Monetary policy implications • The regressions suggest that real exchange rate movements significantly affect export growth (and net exports). • The observation that falling oil prices have parallel effects to capital inflows on real exchange rates suggests that the RBI ought to intervene in foreign exchange markets, accumulating reserves. • An inflation targeting regime can accommodates this in an open economy (by targeting domestic inflation). • However, the appreciation of the real exchange rate can also be consistent with an inflation objective. Lowering the inflation objective, as suggested in the paper, might be necessary.
What has happened in export industries? • The macro data do not tell us much about the consequences of real appreciation or global demand cycles for exporters. Firm level data might. • The contraction in global growth after the GFC, subsequent recovery of global demand, and real appreciation may each have affected firm level exports at the extensive as well as the intensive margin. • How producer dynamics in export industries varied across sectors would help us understand the importance of the decline in export growth for policy intervention.

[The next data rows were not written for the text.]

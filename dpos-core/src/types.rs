//! Basic consensus types

use serde::{Deserialize, Serialize};
use std::fmt;

/// Block height type (64-bit unsigned integer)
pub type BlockNumber = u64;

/// Timestamp in milliseconds since Unix epoch
pub type Timestamp = i64;

/// Voting round within one tip
pub type Round = u32;

/// 32-byte hash type
#[derive(
    Debug,
    Clone,
    Copy,
    PartialEq,
    Eq,
    PartialOrd,
    Ord,
    Hash,
    Serialize,
    Deserialize,
    bincode::Encode,
    bincode::Decode,
)]
pub struct Hash([u8; 32]);

impl Hash {
    /// Create a new hash from byte array
    pub const fn new(bytes: [u8; 32]) -> Self {
        Self(bytes)
    }

    /// Create hash from slice (panics if length != 32)
    pub fn from_slice(slice: &[u8]) -> Self {
        let mut bytes = [0u8; 32];
        bytes.copy_from_slice(slice);
        Self(bytes)
    }

    /// Get the underlying byte array
    pub fn as_bytes(&self) -> &[u8; 32] {
        &self.0
    }

    /// Convert to hex string
    pub fn to_hex(&self) -> String {
        hex::encode(self.0)
    }

    /// Create from hex string
    pub fn from_hex(hex: &str) -> Result<Self, hex::FromHexError> {
        let bytes = hex::decode(hex)?;
        if bytes.len() != 32 {
            return Err(hex::FromHexError::InvalidStringLength);
        }
        Ok(Self::from_slice(&bytes))
    }

    /// Zero hash (all bytes are 0)
    pub const fn zero() -> Self {
        Self([0u8; 32])
    }

    /// Whether every byte is 0
    pub fn is_zero(&self) -> bool {
        self.0 == [0u8; 32]
    }
}

impl Default for Hash {
    fn default() -> Self {
        Self::zero()
    }
}

impl fmt::Display for Hash {
    fn fmt(&self, f: &mut fmt::Formatter<'_>) -> fmt::Result {
        write!(f, "0x{}", self.to_hex())
    }
}

impl From<[u8; 32]> for Hash {
    fn from(bytes: [u8; 32]) -> Self {
        Self(bytes)
    }
}

impl AsRef<[u8]> for Hash {
    fn as_ref(&self) -> &[u8] {
        &self.0
    }
}

/// 20-byte identifier of a secp256k1 public key
#[derive(
    Debug,
    Clone,
    Copy,
    PartialEq,
    Eq,
    PartialOrd,
    Ord,
    Hash,
    Serialize,
    Deserialize,
    bincode::Encode,
    bincode::Decode,
)]
pub struct KeyId([u8; 20]);

impl KeyId {
    /// Create a new key id from byte array
    pub fn new(bytes: [u8; 20]) -> Self {
        Self(bytes)
    }

    /// Create key id from slice (panics if length != 20)
    pub fn from_slice(slice: &[u8]) -> Self {
        let mut bytes = [0u8; 20];
        bytes.copy_from_slice(slice);
        Self(bytes)
    }

    /// Get the underlying byte array
    pub fn as_bytes(&self) -> &[u8; 20] {
        &self.0
    }

    /// Convert to hex string
    pub fn to_hex(&self) -> String {
        hex::encode(self.0)
    }

    /// Create from hex string
    pub fn from_hex(hex: &str) -> Result<Self, hex::FromHexError> {
        let bytes = hex::decode(hex)?;
        if bytes.len() != 20 {
            return Err(hex::FromHexError::InvalidStringLength);
        }
        Ok(Self::from_slice(&bytes))
    }

    /// Null key id (all bytes are 0)
    pub fn zero() -> Self {
        Self([0u8; 20])
    }

    pub fn is_zero(&self) -> bool {
        self.0 == [0u8; 20]
    }
}

impl Default for KeyId {
    fn default() -> Self {
        Self::zero()
    }
}

impl fmt::Display for KeyId {
    fn fmt(&self, f: &mut fmt::Formatter<'_>) -> fmt::Result {
        write!(f, "0x{}", self.to_hex())
    }
}

impl From<[u8; 20]> for KeyId {
    fn from(bytes: [u8; 20]) -> Self {
        Self(bytes)
    }
}

/// Stable registry identifier of a masternode (its announcement txid)
#[derive(
    Debug,
    Clone,
    Copy,
    PartialEq,
    Eq,
    PartialOrd,
    Ord,
    Hash,
    Default,
    Serialize,
    Deserialize,
    bincode::Encode,
    bincode::Decode,
)]
pub struct MasternodeId(pub Hash);

impl MasternodeId {
    pub fn new(hash: Hash) -> Self {
        Self(hash)
    }

    pub fn as_hash(&self) -> &Hash {
        &self.0
    }
}

impl fmt::Display for MasternodeId {
    fn fmt(&self, f: &mut fmt::Formatter<'_>) -> fmt::Result {
        write!(f, "mn:{}", self.0.to_hex())
    }
}

impl From<Hash> for MasternodeId {
    fn from(hash: Hash) -> Self {
        Self(hash)
    }
}

#[cfg(test)]
mod tests {
    use super::*;

    #[test]
    fn test_hash_creation() {
        let hash = Hash::zero();
        assert!(hash.is_zero());
        assert_eq!(
            hash.to_hex(),
            "0000000000000000000000000000000000000000000000000000000000000000"
        );

        let hash2 = Hash::new([1u8; 32]);
        assert!(!hash2.is_zero());
        assert_eq!(
            hash2.to_hex(),
            "0101010101010101010101010101010101010101010101010101010101010101"
        );
    }

    #[test]
    fn test_hash_ordering_is_bytewise() {
        let mut low = [0u8; 32];
        low[31] = 0xff;
        let mut high = [0u8; 32];
        high[0] = 0x01;
        assert!(Hash::new(low) < Hash::new(high));
    }

    #[test]
    fn test_key_id_from_hex() {
        let hex = "1234567890abcdef1234567890abcdef12345678";
        let key = KeyId::from_hex(hex).unwrap();
        assert_eq!(key.to_hex(), hex);
        assert!(KeyId::from_hex("1234").is_err());
    }

    #[test]
    fn test_masternode_id_display() {
        let id = MasternodeId::new(Hash::new([0xab; 32]));
        assert!(id.to_string().starts_with("mn:abab"));
    }
}
mod common;

use common::Harness;
use dpos_consensus::controller::{run_dispatcher, run_event_loop, run_heartbeat_ticker};
use dpos_consensus::DposConfig;
use dpos_core::VoteChoice;
use dpos_network::{DposMessage, InboundMessage, PeerId};
use std::sync::Arc;
use std::time::Duration;
use tokio::sync::mpsc;
use tokio_util::sync::CancellationToken;

async fn wait_until(mut condition: impl FnMut() -> bool) -> bool {
    for _ in 0..200 {
        if condition() {
            return true;
        }
        tokio::time::sleep(Duration::from_millis(10)).await;
    }
    false
}

fn fast_harness() -> Harness {
    let mut config = DposConfig::with_team_size(4).with_voter_warmup(0);
    config.tick_interval = 10;
    Harness::build(config, Arc::new(dpos_consensus::memory::MemoryStore::new()))
}

#[tokio::test]
async fn test_event_loop_activates_voter() {
    let h = fast_harness();
    h.chain.set_initial_block_download(true);

    let cancel = CancellationToken::new();
    let task = tokio::spawn(run_event_loop(h.controller.clone(), cancel.clone()));

    tokio::time::sleep(Duration::from_millis(50)).await;
    assert!(!h.controller.is_voter());

    h.chain.set_initial_block_download(false);
    assert!(wait_until(|| h.controller.is_voter()).await);

    cancel.cancel();
    task.await.unwrap();
}

#[tokio::test]
async fn test_heartbeat_ticker_posts_own_heartbeat() {
    let h = fast_harness();
    let cancel = CancellationToken::new();
    let task = tokio::spawn(run_heartbeat_ticker(h.controller.clone(), cancel.clone()));

    let heartbeats = h.controller.heartbeats().clone();
    assert!(wait_until(|| !heartbeats.list_all().is_empty()).await);

    let own = common::mn(4);
    assert_eq!(heartbeats.list_all()[0].masternode, own);
    assert_eq!(h.network.announced().len(), 1);

    cancel.cancel();
    task.await.unwrap();
}

#[tokio::test]
async fn test_dispatcher_drains_channel() {
    let h = fast_harness();
    let (tx, rx) = mpsc::unbounded_channel();
    let cancel = CancellationToken::new();
    let task = tokio::spawn(run_dispatcher(h.controller.clone(), rx, cancel.clone()));

    let vote = h.round_vote(0, 0, VoteChoice::pass());
    tx.send(InboundMessage::new(PeerId::random(), DposMessage::RoundVote(vote.clone())))
        .unwrap();

    let controller = h.controller.clone();
    assert!(wait_until(|| controller.list_round_votes() == vec![vote.clone()]).await);

    // Closing the channel stops the dispatcher
    drop(tx);
    task.await.unwrap();
    assert!(!cancel.is_cancelled());
}
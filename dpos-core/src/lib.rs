//! Core dPoS data structures
//!
//! This crate provides the data model shared by the consensus, network and
//! storage crates:
//! - Basic types (Hash, KeyId, MasternodeId, Round)
//! - Transactions and (vice) blocks
//! - Signed round/transaction vote envelopes and heartbeats
//! - Hashing and compact recoverable signatures

pub mod block;
pub mod crypto;
pub mod error;
pub mod heartbeat;
pub mod transaction;
pub mod types;
pub mod vote;

// Re-export commonly used types
pub use block::*;
pub use crypto::{SigningKey, COMPACT_SIGNATURE_SIZE};
pub use error::*;
pub use heartbeat::*;
pub use transaction::*;
pub use types::*;
pub use vote::*;
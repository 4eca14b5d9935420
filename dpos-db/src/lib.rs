//! dPoS consensus database layer
//!
//! Persists vice blocks, round votes and transaction votes keyed by the tip
//! they belong to, so a restarted node can replay its consensus state.

pub mod column_families;
pub mod error;
pub mod kv;
pub mod memory;
pub mod store;
pub mod traits;

pub use column_families::ColumnFamily;
pub use error::{DbError, DbResult};
pub use kv::{Database, DatabaseConfig};
pub use memory::MemoryDatabase;
pub use store::DposDb;
pub use traits::KeyValueDB;
//! Node configuration file

use crate::{NodeError, NodeResult};
use dpos_consensus::DposConfig;
use dpos_core::SigningKey;
use serde::{Deserialize, Serialize};
use std::fs;
use std::path::{Path, PathBuf};

/// Where consensus entities are persisted
#[derive(Debug, Clone, Copy, PartialEq, Eq, Serialize, Deserialize)]
#[serde(rename_all = "lowercase")]
pub enum StorageBackend {
    Rocksdb,
    Memory,
}

#[derive(Debug, Clone, PartialEq, Eq, Serialize, Deserialize)]
#[serde(default)]
pub struct LoggingConfig {
    /// Filter used when `RUST_LOG` is unset
    pub level: String,
    /// Emit JSON lines instead of plain text
    pub json: bool,
}

impl Default for LoggingConfig {
    fn default() -> Self {
        Self {
            level: "info".to_string(),
            json: false,
        }
    }
}

/// Synthetic chain and masternode set used when running standalone
#[derive(Debug, Clone, PartialEq, Eq, Serialize, Deserialize)]
#[serde(default)]
pub struct DevnetConfig {
    /// Number of blocks in the synthetic chain
    pub chain_height: u64,
    /// Registered masternodes, all of them team members
    pub masternodes: usize,
}

impl Default for DevnetConfig {
    fn default() -> Self {
        Self {
            chain_height: 10,
            masternodes: 4,
        }
    }
}

/// Top-level node configuration (TOML)
#[derive(Debug, Clone, PartialEq, Serialize, Deserialize)]
#[serde(default)]
pub struct NodeConfig {
    pub data_dir: PathBuf,
    pub storage: StorageBackend,
    /// Hex-encoded operator secret key
    pub operator_key: Option<String>,
    pub logging: LoggingConfig,
    pub devnet: DevnetConfig,
    pub consensus: DposConfig,
}

impl Default for NodeConfig {
    fn default() -> Self {
        Self {
            data_dir: PathBuf::from("./data"),
            storage: StorageBackend::Rocksdb,
            operator_key: None,
            logging: LoggingConfig::default(),
            devnet: DevnetConfig::default(),
            consensus: DposConfig::with_team_size(4),
        }
    }
}

impl NodeConfig {
    /// Load configuration from a TOML file
    pub fn load(path: impl AsRef<Path>) -> NodeResult<Self> {
        let contents = fs::read_to_string(path)?;
        Self::from_toml(&contents)
    }

    pub fn from_toml(contents: &str) -> NodeResult<Self> {
        let config: Self = toml::from_str(contents)?;
        config.validate()?;
        Ok(config)
    }

    pub fn save(&self, path: impl AsRef<Path>) -> NodeResult<()> {
        fs::write(path, toml::to_string_pretty(self)?)?;
        Ok(())
    }

    pub fn validate(&self) -> NodeResult<()> {
        self.consensus.validate()?;

        if self.devnet.masternodes == 0 || self.devnet.masternodes > u8::MAX as usize {
            return Err(NodeError::Config(format!(
                "Devnet masternode count must be between 1 and {}",
                u8::MAX
            )));
        }

        if self.devnet.chain_height == 0 {
            return Err(NodeError::Config(
                "Devnet chain height must be greater than 0".to_string(),
            ));
        }

        self.operator_signing_key()?;
        Ok(())
    }

    /// Decoded operator key, if configured
    pub fn operator_signing_key(&self) -> NodeResult<Option<SigningKey>> {
        let Some(encoded) = &self.operator_key else {
            return Ok(None);
        };

        let bytes = hex::decode(encoded.trim_start_matches("0x"))
            .map_err(|e| NodeError::Config(format!("Invalid operator key: {}", e)))?;
        Ok(Some(SigningKey::from_bytes(&bytes)?))
    }

    /// Directory of the consensus database
    pub fn database_path(&self) -> PathBuf {
        self.data_dir.join("dpos")
    }
}

#[cfg(test)]
mod tests {
    use super::*;
    use tempfile::TempDir;

    #[test]
    fn test_default_config_is_valid() {
        let config = NodeConfig::default();
        assert!(config.validate().is_ok());
        assert_eq!(config.consensus.team_size, 4);
    }

    #[test]
    fn test_partial_toml_uses_defaults() {
        let config = NodeConfig::from_toml(
            r#"
            data_dir = "/tmp/dpos"
            storage = "memory"

            [logging]
            json = true

            [consensus]
            team_size = 7
            min_masternode_count = 7
            "#,
        )
        .unwrap();

        assert_eq!(config.data_dir, PathBuf::from("/tmp/dpos"));
        assert_eq!(config.storage, StorageBackend::Memory);
        assert!(config.logging.json);
        assert_eq!(config.logging.level, "info");
        assert_eq!(config.consensus.team_size, 7);
        assert_eq!(config.consensus.quorum(), 5);
        assert_eq!(config.devnet, DevnetConfig::default());
    }

    #[test]
    fn test_invalid_values_rejected() {
        assert!(NodeConfig::from_toml("[consensus]\nteam_size = 0\n").is_err());
        assert!(NodeConfig::from_toml("[devnet]\nmasternodes = 0\n").is_err());
        assert!(NodeConfig::from_toml("operator_key = \"zz\"\n").is_err());
        assert!(NodeConfig::from_toml("storage = \"sled\"\n").is_err());
    }

    #[test]
    fn test_operator_key_decoding() {
        let mut config = NodeConfig::default();
        assert!(config.operator_signing_key().unwrap().is_none());

        config.operator_key = Some(format!("0x{}", hex::encode([7u8; 32])));
        let key = config.operator_signing_key().unwrap().unwrap();
        assert_eq!(
            key.key_id(),
            SigningKey::from_bytes(&[7; 32]).unwrap().key_id()
        );
    }

    #[test]
    fn test_save_and_load() {
        let dir = TempDir::new().unwrap();
        let path = dir.path().join("node.toml");

        let mut config = NodeConfig::default();
        config.storage = StorageBackend::Memory;
        config.consensus.upgrade_height = 42;
        config.save(&path).unwrap();

        assert_eq!(NodeConfig::load(&path).unwrap(), config);
    }
}
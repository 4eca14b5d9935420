//! Error types for the core crate

use thiserror::Error;

/// Core consensus data errors
#[derive(Error, Debug)]
pub enum CoreError {
    #[error("Invalid signature")]
    InvalidSignature,

    #[error("Invalid hash: {0}")]
    InvalidHash(String),

    #[error("Invalid key: {0}")]
    InvalidKey(String),

    #[error("Crypto error: {0}")]
    Crypto(String),

    #[error("Hex decode error: {0}")]
    HexDecode(#[from] hex::FromHexError),

    #[error("Bincode encode error: {0}")]
    Encode(#[from] bincode::error::EncodeError),

    #[error("Bincode decode error: {0}")]
    Decode(#[from] bincode::error::DecodeError),
}

/// Result type for core operations
pub type CoreResult<T> = Result<T, CoreError>;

• A concern in episodes of real appreciation is that a temporary reduction in industry growth has persistent effects on productivity growth. • The primary mechanism for an impact on productivity growth in the new export industries is likely to be declining entry in exporting. • A related question is whether the allocation of FDI across export industries has changed. • The macro analysis indicates that the slowdown is concentrated on pharma, engineering, and services, but it cannot tell us why.